──────── SOURCE MATERIAL
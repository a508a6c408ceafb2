//! Image encoding: cropped region → grayscale PNG bytes.
//!
//! Regions are encoded as soon as they are cropped so a document never holds
//! more than one full-resolution page bitmap at a time. PNG is lossless;
//! JPEG artefacts around CJK strokes measurably hurt Tesseract accuracy.

use image::DynamicImage;
use std::io::Cursor;
use tracing::debug;

/// Convert to 8-bit grayscale and encode as PNG.
pub fn encode_png(img: &DynamicImage) -> Result<Vec<u8>, image::ImageError> {
    let gray = DynamicImage::ImageLuma8(img.to_luma8());
    let mut buf = Vec::new();
    gray.write_to(&mut Cursor::new(&mut buf), image::ImageFormat::Png)?;
    debug!("Encoded {}x{} region → {} bytes PNG", gray.width(), gray.height(), buf.len());
    Ok(buf)
}

#[cfg(test)]
mod tests {
    use super::*;
    use image::{Rgba, RgbaImage};

    #[test]
    fn encode_small_image() {
        let img = DynamicImage::ImageRgba8(RgbaImage::from_pixel(10, 10, Rgba([255, 0, 0, 255])));
        let png = encode_png(&img).expect("encode should succeed");
        assert_eq!(&png[1..4], b"PNG");

        let decoded = image::load_from_memory(&png).expect("valid png");
        assert_eq!((decoded.width(), decoded.height()), (10, 10));
        assert!(matches!(decoded, DynamicImage::ImageLuma8(_)));
    }
}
────────────────
TASK INSTRUCTIONS: Return, exactly as written, the "let gray = DynamicImage::ImageLuma8(img.to_luma8());" line and each line after it through the end of the listing above.

TASK RESPONSE:
    let gray = DynamicImage::ImageLuma8(img.to_luma8());
    let mut buf = Vec::new();
    gray.write_to(&mut Cursor::new(&mut buf), image::ImageFormat::Png)?;
    debug!("Encoded {}x{} region → {} bytes PNG", gray.width(), gray.height(), buf.len());
    Ok(buf)
}

#[cfg(test)]
mod tests {
    use super::*;
    use image::{Rgba, RgbaImage};

    #[test]
    fn encode_small_image() {
        let img = DynamicImage::ImageRgba8(RgbaImage::from_pixel(10, 10, Rgba([255, 0, 0, 255])));
        let png = encode_png(&img).expect("encode should succeed");
        assert_eq!(&png[1..4], b"PNG");

        let decoded = image::load_from_memory(&png).expect("valid png");
        assert_eq!((decoded.width(), decoded.height()), (10, 10));
        assert!(matches!(decoded, DynamicImage::ImageLuma8(_)));
    }
}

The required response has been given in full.